--- Problem statement ---
For the string "source", find every matching line in the records and copy it.

--- Provided data ---
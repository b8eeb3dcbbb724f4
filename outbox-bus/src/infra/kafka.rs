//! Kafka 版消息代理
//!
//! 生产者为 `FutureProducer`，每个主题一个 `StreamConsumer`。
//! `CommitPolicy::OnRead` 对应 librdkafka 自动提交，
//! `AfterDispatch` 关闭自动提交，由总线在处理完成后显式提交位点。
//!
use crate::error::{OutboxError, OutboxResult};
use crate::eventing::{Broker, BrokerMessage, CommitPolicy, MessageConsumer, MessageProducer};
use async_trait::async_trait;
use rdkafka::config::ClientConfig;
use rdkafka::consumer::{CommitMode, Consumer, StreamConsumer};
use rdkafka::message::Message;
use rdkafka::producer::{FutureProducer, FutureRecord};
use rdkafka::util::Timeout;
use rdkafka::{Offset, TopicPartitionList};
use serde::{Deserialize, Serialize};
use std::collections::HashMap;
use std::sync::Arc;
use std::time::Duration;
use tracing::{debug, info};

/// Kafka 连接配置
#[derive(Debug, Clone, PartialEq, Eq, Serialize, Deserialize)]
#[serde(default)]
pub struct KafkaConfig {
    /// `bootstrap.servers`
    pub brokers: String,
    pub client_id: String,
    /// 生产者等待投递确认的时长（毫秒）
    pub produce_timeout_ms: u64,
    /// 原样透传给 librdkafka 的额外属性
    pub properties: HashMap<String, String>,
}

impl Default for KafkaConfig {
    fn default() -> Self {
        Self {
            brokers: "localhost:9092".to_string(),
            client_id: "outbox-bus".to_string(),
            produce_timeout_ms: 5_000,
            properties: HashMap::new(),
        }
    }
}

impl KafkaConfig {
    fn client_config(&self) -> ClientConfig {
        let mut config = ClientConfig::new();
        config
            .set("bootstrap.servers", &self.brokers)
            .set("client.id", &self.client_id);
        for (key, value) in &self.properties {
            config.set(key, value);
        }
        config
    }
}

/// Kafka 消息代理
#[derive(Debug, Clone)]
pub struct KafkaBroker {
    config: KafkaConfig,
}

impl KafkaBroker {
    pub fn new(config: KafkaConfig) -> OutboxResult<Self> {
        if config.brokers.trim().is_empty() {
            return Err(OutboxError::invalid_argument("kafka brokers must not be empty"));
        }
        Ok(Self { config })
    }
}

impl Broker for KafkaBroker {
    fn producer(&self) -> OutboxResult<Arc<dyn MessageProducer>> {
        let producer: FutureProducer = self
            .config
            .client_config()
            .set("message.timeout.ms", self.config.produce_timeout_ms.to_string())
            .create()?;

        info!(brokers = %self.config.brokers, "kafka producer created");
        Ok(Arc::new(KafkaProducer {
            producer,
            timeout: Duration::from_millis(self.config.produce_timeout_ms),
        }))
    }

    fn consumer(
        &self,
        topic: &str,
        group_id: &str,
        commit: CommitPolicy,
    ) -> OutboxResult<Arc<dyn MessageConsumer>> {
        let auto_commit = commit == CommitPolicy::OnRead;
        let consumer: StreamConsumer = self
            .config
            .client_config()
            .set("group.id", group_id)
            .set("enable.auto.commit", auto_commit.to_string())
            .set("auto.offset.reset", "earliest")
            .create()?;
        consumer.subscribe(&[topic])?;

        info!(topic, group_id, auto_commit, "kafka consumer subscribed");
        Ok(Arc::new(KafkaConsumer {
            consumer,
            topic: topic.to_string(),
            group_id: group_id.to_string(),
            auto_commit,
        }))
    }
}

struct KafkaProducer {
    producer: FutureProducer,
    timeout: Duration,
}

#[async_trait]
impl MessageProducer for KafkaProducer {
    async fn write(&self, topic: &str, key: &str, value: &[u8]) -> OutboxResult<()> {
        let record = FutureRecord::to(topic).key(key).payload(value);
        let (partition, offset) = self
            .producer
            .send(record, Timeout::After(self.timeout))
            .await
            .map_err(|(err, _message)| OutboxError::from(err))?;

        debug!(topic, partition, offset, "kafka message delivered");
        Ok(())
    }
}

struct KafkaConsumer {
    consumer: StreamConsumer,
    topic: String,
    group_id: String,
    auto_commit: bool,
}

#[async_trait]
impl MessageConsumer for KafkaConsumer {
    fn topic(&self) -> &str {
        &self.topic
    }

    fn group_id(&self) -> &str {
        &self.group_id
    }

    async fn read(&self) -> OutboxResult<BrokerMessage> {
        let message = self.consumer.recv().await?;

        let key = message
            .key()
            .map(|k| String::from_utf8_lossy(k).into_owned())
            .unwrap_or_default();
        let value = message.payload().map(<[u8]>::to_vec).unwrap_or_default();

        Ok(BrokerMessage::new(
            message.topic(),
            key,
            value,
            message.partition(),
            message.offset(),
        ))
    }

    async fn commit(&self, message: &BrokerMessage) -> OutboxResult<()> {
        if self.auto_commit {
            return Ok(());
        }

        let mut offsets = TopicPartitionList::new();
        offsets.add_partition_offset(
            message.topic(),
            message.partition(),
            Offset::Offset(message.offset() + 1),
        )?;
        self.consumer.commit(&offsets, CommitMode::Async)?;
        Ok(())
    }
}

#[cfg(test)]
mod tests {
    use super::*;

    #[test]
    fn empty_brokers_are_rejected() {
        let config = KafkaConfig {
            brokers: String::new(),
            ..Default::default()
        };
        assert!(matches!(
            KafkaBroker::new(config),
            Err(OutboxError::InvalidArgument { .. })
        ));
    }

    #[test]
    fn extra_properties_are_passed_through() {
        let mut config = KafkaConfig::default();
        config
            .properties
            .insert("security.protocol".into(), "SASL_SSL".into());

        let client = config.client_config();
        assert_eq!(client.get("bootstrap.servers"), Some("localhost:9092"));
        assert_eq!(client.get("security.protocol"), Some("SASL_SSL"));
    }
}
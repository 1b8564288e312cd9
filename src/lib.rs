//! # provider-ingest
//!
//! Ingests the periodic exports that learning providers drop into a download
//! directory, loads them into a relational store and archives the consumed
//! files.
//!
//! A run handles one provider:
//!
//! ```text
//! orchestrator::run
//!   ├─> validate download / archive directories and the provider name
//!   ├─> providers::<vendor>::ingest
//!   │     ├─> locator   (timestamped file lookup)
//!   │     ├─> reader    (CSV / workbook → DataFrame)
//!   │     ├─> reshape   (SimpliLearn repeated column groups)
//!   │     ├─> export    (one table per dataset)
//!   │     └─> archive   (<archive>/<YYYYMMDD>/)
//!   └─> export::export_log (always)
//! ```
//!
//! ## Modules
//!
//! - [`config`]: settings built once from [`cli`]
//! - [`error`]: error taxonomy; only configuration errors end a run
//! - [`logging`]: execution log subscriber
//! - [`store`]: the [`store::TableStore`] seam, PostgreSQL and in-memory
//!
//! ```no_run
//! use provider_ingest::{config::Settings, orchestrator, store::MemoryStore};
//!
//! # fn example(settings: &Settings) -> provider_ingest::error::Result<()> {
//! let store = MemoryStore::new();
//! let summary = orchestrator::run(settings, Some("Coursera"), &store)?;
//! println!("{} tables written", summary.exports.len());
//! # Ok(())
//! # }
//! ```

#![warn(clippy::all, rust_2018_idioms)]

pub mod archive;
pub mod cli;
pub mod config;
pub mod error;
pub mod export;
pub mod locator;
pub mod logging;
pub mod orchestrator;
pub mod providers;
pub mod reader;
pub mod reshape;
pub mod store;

---

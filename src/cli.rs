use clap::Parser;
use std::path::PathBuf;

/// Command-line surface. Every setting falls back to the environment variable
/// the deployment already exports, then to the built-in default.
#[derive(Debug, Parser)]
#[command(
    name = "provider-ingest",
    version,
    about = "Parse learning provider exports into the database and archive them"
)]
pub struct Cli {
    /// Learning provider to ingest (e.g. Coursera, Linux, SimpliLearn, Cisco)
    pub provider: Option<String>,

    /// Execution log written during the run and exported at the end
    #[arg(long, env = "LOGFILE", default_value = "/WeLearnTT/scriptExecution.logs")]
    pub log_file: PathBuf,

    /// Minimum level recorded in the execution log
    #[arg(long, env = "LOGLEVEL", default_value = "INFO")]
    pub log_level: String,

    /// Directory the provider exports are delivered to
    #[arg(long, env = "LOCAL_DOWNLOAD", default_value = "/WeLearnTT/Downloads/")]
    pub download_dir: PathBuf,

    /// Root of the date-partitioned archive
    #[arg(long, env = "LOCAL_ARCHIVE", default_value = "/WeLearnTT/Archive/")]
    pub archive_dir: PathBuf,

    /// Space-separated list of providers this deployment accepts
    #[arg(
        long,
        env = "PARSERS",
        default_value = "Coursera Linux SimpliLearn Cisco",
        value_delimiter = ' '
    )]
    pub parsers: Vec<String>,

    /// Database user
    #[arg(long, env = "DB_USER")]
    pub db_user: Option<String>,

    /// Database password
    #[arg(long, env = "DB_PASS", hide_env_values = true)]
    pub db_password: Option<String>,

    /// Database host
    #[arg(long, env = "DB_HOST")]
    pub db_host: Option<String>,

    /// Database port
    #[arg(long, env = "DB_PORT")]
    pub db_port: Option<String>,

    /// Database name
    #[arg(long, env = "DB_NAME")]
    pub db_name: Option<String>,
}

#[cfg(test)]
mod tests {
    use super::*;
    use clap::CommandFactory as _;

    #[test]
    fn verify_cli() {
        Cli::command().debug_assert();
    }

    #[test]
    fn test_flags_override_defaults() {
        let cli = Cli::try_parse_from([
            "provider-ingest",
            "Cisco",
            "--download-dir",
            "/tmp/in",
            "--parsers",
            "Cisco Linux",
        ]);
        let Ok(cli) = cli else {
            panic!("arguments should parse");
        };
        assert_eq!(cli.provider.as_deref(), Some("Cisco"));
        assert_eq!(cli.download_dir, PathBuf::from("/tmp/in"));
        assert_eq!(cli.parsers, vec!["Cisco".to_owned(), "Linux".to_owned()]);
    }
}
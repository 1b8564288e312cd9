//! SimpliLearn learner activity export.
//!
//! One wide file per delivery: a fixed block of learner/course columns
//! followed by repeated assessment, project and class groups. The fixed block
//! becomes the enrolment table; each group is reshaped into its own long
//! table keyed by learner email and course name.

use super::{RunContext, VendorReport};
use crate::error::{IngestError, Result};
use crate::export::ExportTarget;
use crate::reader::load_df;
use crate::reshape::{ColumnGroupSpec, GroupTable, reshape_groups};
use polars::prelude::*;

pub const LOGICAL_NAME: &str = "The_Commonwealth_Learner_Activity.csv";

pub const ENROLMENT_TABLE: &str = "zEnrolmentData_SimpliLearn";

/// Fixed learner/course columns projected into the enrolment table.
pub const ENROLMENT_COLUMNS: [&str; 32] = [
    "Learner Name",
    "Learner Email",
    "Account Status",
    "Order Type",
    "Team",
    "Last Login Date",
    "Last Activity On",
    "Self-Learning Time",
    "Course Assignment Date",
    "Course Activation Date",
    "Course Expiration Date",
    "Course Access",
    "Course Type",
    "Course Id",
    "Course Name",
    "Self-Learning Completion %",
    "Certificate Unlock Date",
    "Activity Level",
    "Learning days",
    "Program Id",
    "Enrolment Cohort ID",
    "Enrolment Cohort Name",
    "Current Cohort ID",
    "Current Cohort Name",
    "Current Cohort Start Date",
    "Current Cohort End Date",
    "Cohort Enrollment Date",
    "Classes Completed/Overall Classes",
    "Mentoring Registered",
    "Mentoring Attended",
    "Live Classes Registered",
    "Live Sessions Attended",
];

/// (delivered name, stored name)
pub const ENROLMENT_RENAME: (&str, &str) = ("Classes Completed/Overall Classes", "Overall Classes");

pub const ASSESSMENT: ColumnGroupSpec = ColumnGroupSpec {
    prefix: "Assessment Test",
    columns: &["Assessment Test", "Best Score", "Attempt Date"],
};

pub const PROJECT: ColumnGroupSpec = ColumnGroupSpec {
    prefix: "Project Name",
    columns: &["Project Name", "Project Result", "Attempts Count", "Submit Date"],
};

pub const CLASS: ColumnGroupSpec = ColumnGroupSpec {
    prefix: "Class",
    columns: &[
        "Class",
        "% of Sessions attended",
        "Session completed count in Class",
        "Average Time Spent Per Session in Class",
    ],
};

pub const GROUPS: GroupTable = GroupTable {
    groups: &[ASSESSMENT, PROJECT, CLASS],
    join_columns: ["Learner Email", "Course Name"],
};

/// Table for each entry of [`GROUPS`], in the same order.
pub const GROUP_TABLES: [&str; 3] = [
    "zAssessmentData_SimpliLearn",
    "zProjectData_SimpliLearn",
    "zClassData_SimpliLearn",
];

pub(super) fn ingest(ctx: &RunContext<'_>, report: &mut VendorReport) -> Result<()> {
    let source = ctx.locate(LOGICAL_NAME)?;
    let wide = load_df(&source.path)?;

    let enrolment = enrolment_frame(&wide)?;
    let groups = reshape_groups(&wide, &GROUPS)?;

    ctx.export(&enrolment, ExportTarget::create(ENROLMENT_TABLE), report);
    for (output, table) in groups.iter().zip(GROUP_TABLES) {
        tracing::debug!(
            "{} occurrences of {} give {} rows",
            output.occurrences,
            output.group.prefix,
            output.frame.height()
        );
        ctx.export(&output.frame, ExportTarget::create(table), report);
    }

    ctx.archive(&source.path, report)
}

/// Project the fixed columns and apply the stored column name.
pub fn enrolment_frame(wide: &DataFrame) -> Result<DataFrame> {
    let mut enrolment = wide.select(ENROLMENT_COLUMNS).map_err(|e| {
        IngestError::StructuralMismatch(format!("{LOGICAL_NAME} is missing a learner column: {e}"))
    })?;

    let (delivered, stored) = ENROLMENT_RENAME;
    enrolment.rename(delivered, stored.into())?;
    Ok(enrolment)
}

--- Answer section ---
    let source = ctx.locate(LOGICAL_NAME)?;
    let wide = load_df(&source.path)?;
    ctx.archive(&source.path, report)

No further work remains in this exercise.